01 outubro 2011

A propos des lignes


As Linhas Não Existem
de Joana Espain

e então a mãe vem lamber a cidade em rio mais largo que todas as línguas” (pag.19)

Unica Zurn esteve, em vida, um acontecimento revés.
Ao contrário da peste gerada nas últimas décadas, Unica sofria de verdade compulsiva, detonando-se em parências íngremes com Manuel Laranjeira para quem o Suicídio era a redenção moral.
Nalguns delírios da literatura farmacológica, como o Ziprexa, as prescrições indicam “mentira compulsiva”. Os autores de tais literaturas são suficientemente incompetentes e não referem: “resistência à verdade que não existe”. Outra pérola da farmacopeia, o Gamobade, é vendida com um poema clínico a servir de bu(r)la que garante que a solução química presente combate o “atraso mental”.
O ousojecto da Ciência do Meio parece ser o encontramento de uma verdade que não seja pertença de ninguém e onde, do vírus à formatação, do sentimento à emoção e restantes pastas do laptop, haja a passibilidade do Reconhecimento sem náuseas pessoais.

Poderá ser esse o Radão que emana da pedra de Joana Espain: As linhas não existem.

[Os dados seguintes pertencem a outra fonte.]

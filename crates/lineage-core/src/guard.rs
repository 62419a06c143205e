//! Pre-move validation: id freeze and cycle prevention

use crate::error::{Result, TreeError};
use crate::index::ClosureIndex;
use crate::model::Node;
use tracing::debug;

/// Outcome of a passed validation, telling the dispatcher whether the
/// edge maintainers have any work to do.
#[derive(Debug, Clone, Copy, PartialEq, Eq)]
pub enum MoveCheck {
    /// The parent did not change; the update is a no-op for the index.
    Unchanged,
    /// The parent changed and the move is safe to apply.
    Reparent,
}

/// Validate a proposed update before any mutation is applied.
///
/// Rejects primary-key changes outright. A re-parent is a cycle when the
/// proposed parent is currently a descendant of the moving node; the
/// node's own self-edge makes "move under itself" a cycle as well.
/// Detaching to root (`parent_id = None`) always passes.
pub fn validate(index: &ClosureIndex, old: &Node, new: &Node) -> Result<MoveCheck> {
    if new.id != old.id {
        return Err(TreeError::ImmutableKeyViolation {
            old: old.id,
            new: new.id,
        });
    }
    if new.parent_id == old.parent_id {
        return Ok(MoveCheck::Unchanged);
    }
    if let Some(new_parent) = new.parent_id {
        if index.contains(new.id, new_parent) {
            debug!(node = %new.id, new_parent = %new_parent, "move rejected: would create a loop");
            return Err(TreeError::CycleDetected {
                node: new.id,
                new_parent,
            });
        }
    }
    Ok(MoveCheck::Reparent)
}
// src/main.rs

use std::sync::Arc;
use std::time::Duration;

use dotenvy::dotenv;
use test_reports::config::Config;
use test_reports::routes;
use test_reports::state::AppState;
use test_reports::upstream::HttpReportSource;
use tracing_subscriber::{EnvFilter, fmt, layer::SubscriberExt, util::SubscriberInitExt};

#[tokio::main]
async fn main() {
    // Load .env file (if present)
    dotenv().ok();

    // Load configuration from environment
    let config = Config::from_env();

    let file_appender = tracing_appender::rolling::daily("logs", "app.log");
    let (non_blocking, _guard) = tracing_appender::non_blocking(file_appender);
    let env_filter = EnvFilter::new(&config.rust_log);
    let stdout_layer = fmt::layer().with_writer(std::io::stdout).with_target(false);
    let file_layer = fmt::layer().with_writer(non_blocking).with_ansi(false);

    // Initialize Tracing (Logging)
    tracing_subscriber::registry()
        .with(env_filter)
        .with(stdout_layer)
        .with(file_layer)
        .init();

    // One pooled HTTP client for every upstream call
    let source = HttpReportSource::new(
        config.upstream_url.clone(),
        Duration::from_secs(config.upstream_timeout_secs),
    )
    .expect("Failed to build upstream HTTP client");

    tracing::info!("Reading reports from upstream {}", config.upstream_url);

    // Create AppState
    let state = AppState {
        source: Arc::new(source),
        config: config.clone(),
    };

    // Create the Axum application router
    let app = routes::create_router(state);

    // Bind to the listening address
    let addr = config.listen_addr;
    tracing::info!("Listening on {}", addr);

    let listener = tokio::net::TcpListener::bind(addr).await.unwrap();

    // Start the server
    axum::serve(listener, app).await.unwrap();
}
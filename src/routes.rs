// src/routes.rs

use axum::{Router, http::Method, middleware, routing::get};
use tower::ServiceBuilder;
use tower_http::{cors::CorsLayer, trace::TraceLayer};

use crate::{handlers::reports, state::AppState, utils::jwt::auth_middleware};

/// Assembles the main application router.
///
/// * Every report route requires a session.
/// * Applies global middleware (Trace, CORS).
/// * Injects global state (upstream source, config).
pub fn create_router(state: AppState) -> Router {
    let origins = [
        "http://localhost:3000".parse().unwrap(),
        "http://127.0.0.1:3000".parse().unwrap(),
    ];

    let cors = CorsLayer::new()
        .allow_origin(origins)
        .allow_methods([Method::GET])
        .allow_headers([
            axum::http::header::AUTHORIZATION,
            axum::http::header::CONTENT_TYPE,
        ]);

    let report_routes = Router::new()
        .route("/me", get(reports::get_me))
        .route("/tests/{test_id}", get(reports::list_reports))
        .route("/{result_id}", get(reports::get_report))
        .layer(middleware::from_fn_with_state(state.clone(), auth_middleware));

    Router::new()
        .nest("/api/reports", report_routes)
        // Global Middleware (applied from outside in)
        .layer(
            ServiceBuilder::new()
                .layer(TraceLayer::new_for_http())
                .layer(cors),
        )
        .with_state(state)
}
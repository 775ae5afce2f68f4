// src/models/user.rs

use serde::{Deserialize, Serialize};

/// Profile returned by the upstream `GET /Admin/user/{id}` endpoint.
#[derive(Debug, Clone, Default, Serialize, Deserialize)]
#[serde(rename_all = "camelCase")]
pub struct UserProfile {
    #[serde(default)]
    pub username: String,
    #[serde(default)]
    pub email: String,
    #[serde(default)]
    pub phone_no: String,
}

impl UserProfile {
    /// First word of the username, used as a short greeting in the header.
    ///
    /// A username without spaces is returned whole; the old UI's
    /// `substring(0, indexOf(' '))` showed an empty name in that case.
    pub fn display_name(&self) -> &str {
        self.username.split_whitespace().next().unwrap_or("")
    }
}

/// Session user's profile as served to the UI.
#[derive(Debug, Serialize)]
#[serde(rename_all = "camelCase")]
pub struct MeResponse {
    pub user_id: i64,
    pub display_name: String,
    #[serde(flatten)]
    pub profile: UserProfile,
}

impl MeResponse {
    pub fn new(user_id: i64, profile: UserProfile) -> Self {
        Self {
            user_id,
            display_name: profile.display_name().to_string(),
            profile,
        }
    }
}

A vida, nos corpos atentos, não se conforma com projectos lineares. Assim estas “linhas” iniciam o seu manifesto com o corpo de Emily Dickinson: By Processes of Size/For the Stupendous Vision. (pag. 3), um programa para recuperar todo o miolo invisível da aparência, as dimensões revérberas que o Uno dissimula na reificação de todas as mobilidades de relação. Tal poética do desvendamento – onde se incluem as Recordações – é uma acção de encontro e prospectiva, plasmada, por exemplo, aqui: “quero dar um beijo a um átomo” (pag. 31). Podíamos, como cobertura pictórica deste conjunto de textos, evocar um imenso chão junto ao rio, ao Douro, onde tudo cabe, incluindo o poema “Sentimento de um Ocidental” de Cesário Verde (pag.19). Tal chão não se apresenta pródigo para os imobiliaristas: concatena, antes, uma ecologia que, podendo trasladar-se das comunidades de Llansol, acrescenta outros poros, da geometria ao movimento: “a minha explicação era verde e o tempo comia milhares de bailarinos” (pag. 13) em cumplicidade com o Nietzsche que falava da vida como um "baile da gravidade".

Talvez o papel em branco seja cavalinho e tudo se palinceste com o uso termodinâmico de um tira-linhas.